Use data.tables to load 2021 NYC taxi dataset (or, if your computer has low memory, the alternative dataset of just November 2021) and the dataset that describes the location of each taxi location code, and output the memory address of the data.table obtained after loading. Performing all operations in place, recode the the drop off and pick up time variables as date-times (whether or how you will do this depends on how your reader interprets the file). Then create new columns in the data table which are equal to the duration of each taxi ride (in whatever time units you prefer) and the average speed in miles per hour of each taxi ride. Next, set equal to NA all values of the ride speed where ride speed is either negative, greater than 90 mph, or where the ride time is longer than 3 hours.

I will be using the November 2021 taxi dataset.

taxi_november_2021 = fread("Data/taxi_november_2021.csv")
taxi_zone_lookup = fread("Data/taxi_zone_lookup.csv")

address(taxi_november_2021)

[1] "0x7f7c9d410600"

address(taxi_zone_lookup)

[1] "0x7f7cca1d2800"

taxi_november_2021[, 
                   tpep_pickup_datetime := as.POSIXct(
                     tpep_pickup_datetime, format = "%Y-%m-%d %H:%M:%S")]
taxi_november_2021[, 
                   tpep_dropoff_datetime := as.POSIXct(
                     tpep_dropoff_datetime, format = "%Y-%m-%d %H:%M:%S")]

taxi_november_2021[, 
                   ride_duration := as.numeric(
                     difftime(tpep_dropoff_datetime, tpep_pickup_datetime, 
                              units = "secs"))]
taxi_november_2021[, ride_speed := trip_distance / (ride_duration / 3600)]

taxi_november_2021[
  ride_speed < 0 | ride_speed > 90 | ride_duration > 3 * 3600, ride_speed := NA]

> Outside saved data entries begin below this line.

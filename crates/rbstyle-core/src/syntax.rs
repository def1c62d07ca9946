//! Read-only syntax tree consumed by the walker and rules.
//!
//! Parser adapters convert their native trees into a [`SyntaxTree`], an
//! arena of nodes with parent links. Rules never see the parser's own types;
//! they inspect nodes through the borrowed [`Node`] handle, which mirrors the
//! tree-sitter node API (kind, fields, children, span).

use serde::{Deserialize, Serialize};

/// Node kinds that rules can subscribe to.
///
/// Anything a rule does not dispatch on maps to [`NodeKind::Other`]; the
/// original grammar name stays available through [`Node::grammar_kind`].
#[derive(Debug, Clone, Copy, PartialEq, Eq, Hash, Serialize, Deserialize)]
#[serde(rename_all = "snake_case")]
pub enum NodeKind {
    /// Root of a source file.
    Program,
    /// String literal (`'a'`, `"a"`, `%q(a)`).
    String,
    /// Array literal (`[1, 2]`).
    Array,
    /// Hash literal (`{ a: 1 }`).
    Hash,
    /// Key/value pair inside a hash.
    Pair,
    /// Index access (`recv[arg]`).
    ElementReference,
    /// Instance method definition (`def foo`).
    Method,
    /// Singleton method definition (`def self.foo`).
    SingletonMethod,
    /// Parameter list of a method definition.
    MethodParameters,
    /// Class definition.
    Class,
    /// Module definition.
    Module,
    /// `class << self` block.
    SingletonClass,
    /// `< Base` clause of a class definition.
    Superclass,
    /// Plain assignment (`a = b`).
    Assignment,
    /// Compound assignment (`a ||= b`, `a += b`).
    OperatorAssignment,
    /// Constant reference (`Foo`).
    Constant,
    /// Scoped constant (`Foo::Bar`).
    ScopeResolution,
    /// Method call with a receiver or arguments.
    Call,
    /// Brace block (`{ |x| x }`).
    Block,
    /// Keyword block (`do |x| ... end`).
    DoBlock,
    /// Plain symbol (`:foo`).
    SimpleSymbol,
    /// Quoted symbol (`:"foo"`).
    DelimitedSymbol,
    /// Bare identifier.
    Identifier,
    /// Comment.
    Comment,
    /// `,` token.
    Comma,
    /// Syntax error or missing token inserted by error recovery.
    Error,
    /// Any other node.
    Other,
}

/// Position range of a node in source text.
///
/// Lines and columns are 1-indexed; columns count bytes.
#[derive(Debug, Clone, Copy, PartialEq, Eq, Hash, Default, Serialize, Deserialize)]
pub struct Span {
    /// Byte offset of the first byte.
    pub start_byte: usize,
    /// Byte offset one past the last byte.
    pub end_byte: usize,
    /// Line of the first byte.
    pub start_line: usize,
    /// Column of the first byte.
    pub start_column: usize,
    /// Line of the last byte.
    pub end_line: usize,
    /// Column one past the last byte.
    pub end_column: usize,
}

impl Span {
    /// Returns true if the span starts and ends on the same line.
    #[must_use]
    pub fn is_single_line(&self) -> bool {
        self.start_line == self.end_line
    }

    /// Length in bytes.
    #[must_use]
    pub fn len(&self) -> usize {
        self.end_byte.saturating_sub(self.start_byte)
    }

    /// Returns true for zero-width spans (e.g. missing tokens).
    #[must_use]
    pub fn is_empty(&self) -> bool {
        self.len() == 0
    }
}

/// Index of a node inside its [`SyntaxTree`].
#[derive(Debug, Clone, Copy, PartialEq, Eq, Hash, PartialOrd, Ord)]
pub struct NodeId(usize);

/// Data supplied by a parser adapter for each node it pushes.
#[derive(Debug, Clone, Copy)]
pub struct NodeSpec {
    /// Dispatch kind.
    pub kind: NodeKind,
    /// Raw grammar name (e.g. `"element_reference"`, `","`).
    pub grammar_kind: &'static str,
    /// Field name under which the node hangs off its parent.
    pub field: Option<&'static str>,
    /// Named node (as opposed to an anonymous token).
    pub named: bool,
    /// Source position.
    pub span: Span,
}

#[derive(Debug, Clone)]
struct NodeData {
    spec: NodeSpec,
    parent: Option<NodeId>,
    children: Vec<NodeId>,
}

/// An owned syntax tree for one source file.
///
/// Built once by a parser adapter and then only read.
#[derive(Debug, Clone)]
pub struct SyntaxTree {
    source: String,
    nodes: Vec<NodeData>,
}

impl SyntaxTree {
    /// Creates an empty tree over `source`.
    #[must_use]
    pub fn new(source: impl Into<String>) -> Self {
        Self {
            source: source.into(),
            nodes: Vec::new(),
        }
    }

    /// Appends a node as the last child of `parent`, or as the root when
    /// `parent` is `None`.
    ///
    /// Only the first parentless node becomes the root.
    pub fn push(&mut self, parent: Option<NodeId>, spec: NodeSpec) -> NodeId {
        let id = NodeId(self.nodes.len());
        self.nodes.push(NodeData {
            spec,
            parent,
            children: Vec::new(),
        });
        if let Some(p) = parent {
            self.nodes[p.0].children.push(id);
        }
        id
    }

    /// Returns the root node, if any node has been pushed.
    #[must_use]
    pub fn root(&self) -> Option<Node<'_>> {
        if self.nodes.is_empty() {
            None
        } else {
            Some(self.node(NodeId(0)))
        }
    }

    /// Returns a handle for `id`.
    ///
    /// # Panics
    ///
    /// Panics if `id` was not produced by this tree.
    #[must_use]
    pub fn node(&self, id: NodeId) -> Node<'_> {
        assert!(id.0 < self.nodes.len(), "node id out of range");
        Node { tree: self, id }
    }

    /// Number of nodes.
    #[must_use]
    pub fn len(&self) -> usize {
        self.nodes.len()
    }

    /// Returns true if no node has been pushed.
    #[must_use]
    pub fn is_empty(&self) -> bool {
        self.nodes.is_empty()
    }

    /// The source text the tree was built from.
    #[must_use]
    pub fn source(&self) -> &str {
        &self.source
    }
}

/// Borrowed handle to a node in a [`SyntaxTree`].
#[derive(Clone, Copy)]
pub struct Node<'t> {
    tree: &'t SyntaxTree,
    id: NodeId,
}

impl<'t> Node<'t> {
    fn data(&self) -> &'t NodeData {
        &self.tree.nodes[self.id.0]
    }

    /// Node id within its tree.
    #[must_use]
    pub fn id(&self) -> NodeId {
        self.id
    }

    /// Dispatch kind.
    #[must_use]
    pub fn kind(&self) -> NodeKind {
        self.data().spec.kind
    }

    /// Raw grammar kind.
    #[must_use]
    pub fn grammar_kind(&self) -> &'static str {
        self.data().spec.grammar_kind
    }

    /// Field name under the parent, if any.
    #[must_use]
    pub fn field_name(&self) -> Option<&'static str> {
        self.data().spec.field
    }

    /// Whether this is a named node.
    #[must_use]
    pub fn is_named(&self) -> bool {
        self.data().spec.named
    }

    /// Source span.
    #[must_use]
    pub fn span(&self) -> Span {
        self.data().spec.span
    }

    /// Source text covered by this node.
    #[must_use]
    pub fn text(&self) -> &'t str {
        let span = self.span();
        self.tree
            .source
            .get(span.start_byte..span.end_byte)
            .unwrap_or("")
    }

    /// Parent node.
    #[must_use]
    pub fn parent(&self) -> Option<Node<'t>> {
        self.data().parent.map(|id| self.tree.node(id))
    }

    /// All children, named and anonymous, in source order.
    pub fn children(&self) -> impl DoubleEndedIterator<Item = Node<'t>> + 't {
        let tree = self.tree;
        self.data().children.iter().map(move |id| tree.node(*id))
    }

    /// Named children in source order.
    pub fn named_children(&self) -> impl Iterator<Item = Node<'t>> + 't {
        self.children().filter(Node::is_named)
    }

    /// First child hanging off `field`.
    #[must_use]
    pub fn child_by_field(&self, field: &str) -> Option<Node<'t>> {
        self.children().find(|c| c.field_name() == Some(field))
    }

    /// Enclosing nodes from the parent up to the root.
    pub fn ancestors(&self) -> impl Iterator<Item = Node<'t>> + 't {
        std::iter::successors(self.parent(), Node::parent)
    }

    /// The tree this node belongs to.
    #[must_use]
    pub fn tree(&self) -> &'t SyntaxTree {
        self.tree
    }
}

impl std::fmt::Debug for Node<'_> {
    fn fmt(&self, f: &mut std::fmt::Formatter<'_>) -> std::fmt::Result {
        let span = self.span();
        write!(
            f,
            "{}@{}:{}",
            self.grammar_kind(),
            span.start_line,
            span.start_column
        )
    }
}

impl PartialEq for Node<'_> {
    fn eq(&self, other: &Self) -> bool {
        std::ptr::eq(self.tree, other.tree) && self.id == other.id
    }
}

impl Eq for Node<'_> {}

Next join with the location information so that the borough of origin and destination of each taxi ride is present in the data.table (this may require joining twice). Verify that this final data.table has the same memory address as the original data.frame. Hint: lubridate has a variety of functions for working with characters that represent time stamps.

taxi_november_2021[
  taxi_zone_lookup, 
  Pickup_Borough := i.Borough, 
  on = .(PULocationID = LocationID)
]

taxi_november_2021[
  taxi_zone_lookup, 
  Dropoff_Borough := i.Borough, 
  on = .(DOLocationID = LocationID)
]

address(taxi_november_2021)

[1] "0x7f7c9d410600"

Great! It’s still in the same place in memory.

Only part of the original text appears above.